Harmony Korine’s Julien Donkey-Boy is told from the perspective of schizophrenic Julien (Ewen Bremner) and follows the titular character’s dysfunctional family. The intimacy in the movie isn’t shown on-screen; rather, the film addresses the aftermath.

Julien’s sister Pearl (Chloe Sevigny) is carrying his child. Pearl slips and falls while ice-skating and suffers a miscarriage. At the end of the film, Julien steals the fetus from the hospital and takes it home as he cradles, and weeps over, it. Legendary director Werner Herzog plays the father in this film (as he would).

The character of Julien is based on Korine’s uncle. To secure the role for the movie, rumor has it Bremner had to work several months at an institution for the criminally insane (when discussing the film, Bremner only speaks of visiting Korine’s uncle to capture the nature of the character).

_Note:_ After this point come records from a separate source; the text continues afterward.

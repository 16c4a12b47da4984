use serde_json::Value;

use super::path::split_path;
use super::request::Direction;
use super::tree::{FlatRecord, HierarchicalTree};
use super::types::{FieldMapping, MappingDiagnostics, ReverseMapping};
use crate::error::MapperResult;
use crate::{log_mapper_debug, log_mapper_warn};

/// SchemaMapper translates metadata between the flat CGCore vocabulary and
/// the ISO 19115 tree.
///
/// The field table and its inverse are fixed at construction and only read
/// afterwards, so one instance can be shared by any number of callers. Both
/// directions drop entries the table does not know about instead of failing.
#[derive(Debug, Clone)]
pub struct SchemaMapper {
    /// CGCore field to ISO 19115 path
    mapping: FieldMapping,
    /// ISO 19115 path to CGCore field
    reverse: ReverseMapping,
    /// Ambiguities found while inverting `mapping`
    diagnostics: MappingDiagnostics,
}

impl Default for SchemaMapper {
    fn default() -> Self {
        Self::new()
    }
}

impl SchemaMapper {
    /// Create a mapper over the compiled-in CGCore v2 to ISO 19115 table
    pub fn new() -> Self {
        Self::with_mapping(FieldMapping::cgcore_iso19115())
    }

    /// Create a mapper over an arbitrary table.
    ///
    /// Never fails. Shared paths, prefix overlaps and empty paths are logged
    /// and kept in [`SchemaMapper::diagnostics`].
    pub fn with_mapping(mapping: FieldMapping) -> Self {
        let (reverse, diagnostics) = mapping.invert();

        for collision in &diagnostics.collisions {
            log_mapper_warn!(
                "Fields {:?} share path '{}'; reverse mapping resolves it to '{}'",
                collision.shadowed,
                collision.path,
                collision.kept
            );
        }
        for conflict in &diagnostics.prefix_conflicts {
            log_mapper_warn!(
                "Path '{}' of field '{}' is a prefix of path '{}' of field '{}'",
                conflict.leaf_path,
                conflict.leaf_field,
                conflict.nested_path,
                conflict.nested_field
            );
        }
        for field in &diagnostics.empty_paths {
            log_mapper_warn!("Field '{}' maps to an empty path and will be ignored", field);
        }

        Self {
            mapping,
            reverse,
            diagnostics,
        }
    }

    pub fn mapping(&self) -> &FieldMapping {
        &self.mapping
    }

    pub fn reverse_mapping(&self) -> &ReverseMapping {
        &self.reverse
    }

    pub fn diagnostics(&self) -> &MappingDiagnostics {
        &self.diagnostics
    }

    /// Convert a flat CGCore record into an ISO 19115 tree.
    ///
    /// Fields are applied in record order. Unknown fields are skipped, and when
    /// two fields land on the same path the later one wins.
    pub fn flat_to_hierarchical(&self, record: &FlatRecord) -> HierarchicalTree {
        let mut tree = HierarchicalTree::new();

        for (field, value) in record.iter() {
            let Some(path) = self.mapping.path_for(field) else {
                log_mapper_debug!("Dropping unmapped CGCore field '{}'", field);
                continue;
            };
            let segments = split_path(path);
            if !tree.insert_at(&segments, value.clone()) {
                log_mapper_debug!("Dropping CGCore field '{}' with empty path", field);
            }
        }

        tree
    }

    /// Convert an ISO 19115 tree into a flat CGCore record.
    ///
    /// Leaves are visited depth-first; a leaf whose full path has no CGCore
    /// counterpart is skipped. If two leaves resolve to the same field, the
    /// one visited later wins.
    pub fn hierarchical_to_flat(&self, tree: &HierarchicalTree) -> FlatRecord {
        let mut record = FlatRecord::new();

        for (path, value) in tree.leaves() {
            match self.reverse.field_for(&path) {
                Some(field) => {
                    record.insert(field, value.clone());
                }
                None => log_mapper_debug!("Dropping unmapped ISO 19115 path '{}'", path),
            }
        }

        record
    }

    /// Translate a boundary payload in the given direction.
    ///
    /// # Errors
    ///
    /// Returns `MapperError::BoundaryParse` if `metadata` does not have the
    /// shape `direction` expects. For [`Direction::CgcoreToIso`] that is an
    /// object whose mapped fields hold non-object values; unmapped fields are
    /// dropped whatever they hold. For [`Direction::IsoToCgcore`] any object
    /// is accepted.
    pub fn translate(&self, direction: Direction, metadata: Value) -> MapperResult<Value> {
        match direction {
            Direction::CgcoreToIso => {
                let record = FlatRecord::from_json_keeping(metadata, |field| {
                    let mapped = self.mapping.contains_field(field);
                    if !mapped {
                        log_mapper_debug!("Dropping unmapped CGCore field '{}'", field);
                    }
                    mapped
                })?;
                Ok(self.flat_to_hierarchical(&record).into_json())
            }
            Direction::IsoToCgcore => {
                let tree = HierarchicalTree::from_json(metadata)?;
                Ok(self.hierarchical_to_flat(&tree).into_json())
            }
        }
    }
}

Julien Donkey-Boy was the sixth film that adhered to the Dogme 95 manifesto, which restricts filmmakers to the use of hand-held cameras, natural light and sound, and the use of naturally available props. Korine said the only thing that was faked was Sevigny’s pregnant stomach, which was a pillow found in his grandmother’s house.

The Ballad of Jack and Rose
Photo: IFC films

The intimacy in The Ballad of Jack and Rose (2005) is as tame as it gets. As Roger Ebert describes it, “[the film] is not about [inbreeding], but it is about [those] feelings, and about the father’s efforts, almost too late, to veer away from danger.”

The film deals with how such notions rise in a family living in extreme isolation. Jack (Daniel Day-Lewis, who’s married to Miller) suffers from a bad heart. He is a hippy father attracted to the bohemian ideal of communal living. Unfortunately, the experiment didn’t go according to plan, and everyone in the community, including Jack’s wife, left. Jack stayed, raising his daughter, Rose (Camilla Belle), in isolation on a secluded island.

Jack senses Rose’s feelings developing into something more than the love a daughter has for her father. To counteract this, Jack brings a girlfriend (Catherine Keener) to live with them, but she comes with two sons. Rose, furious with the situation, teases the boys to get a rise out of Jack. She’s successful, and Jack realizes his feelings for Rose go beyond parental love.

In the end, Jack and Rose are alone again after a major blow out involving one of the boys taking Rose’s virginity. Jack is frail and very ill. They share one kiss before Jack pulls away shouting “No!”

The Sweet Hereafter
Photo: Fine Line Pictures

Atom Egoyan’s The Sweet Hereafter (1997) is a critically acclaimed film – considered one of the best Canadian movies of all time – about a school bus crash that leaves 14 children dead in British Columbia. It was based on a real events from September 21, 1989, when a Dr. Pepper truck hit a school bus, slaying 21 students in Alton, TX.

Inter-familial relations are not by any means a main theme. In the film, a lawyer, Mitchell Stephens (Ian Holm), persuades the bus driver and parents of the children to file a class action lawsuit against the town. One of the survivors and key witnesses, Nicole Burnell, is left paralyzed from the waist down after the accident. We discover later in the film that, before the accident, Nicole was being sexually abused by her father, Sam.

Roger Ebert called The Sweet Hereafter one of the best films of the year.

The Unspeakable Act
Photo: The Cinema Guild

What better name for a film about inbreeding is there than Dan Sallitt’s The Unspeakable Act? It doesn’t happen in the movie, though. Rather, the film explores the unrequited love a sister has for her older brother using a sparse, realist style that makes it feel like a documentary.

Jackie (Tallie Medel), the narrator, explains her love for Matthew (Sky Hirschkron), and becomes unhinged when brother dearest gets his first real girlfriend. She explains to the camera how she thought she and Matthew had an unspoken understanding that they belong to each other. When Jackie brings up the “I word,” Matthew denies her.

When Matthew leaves for college, Jackie goes to therapy, and comes to terms with the fact that she and her brother will never have a real romantic relationship. She decides to leave the subject alone, chooses a different college to go to than that of her brother, and, of course, majors in psychology.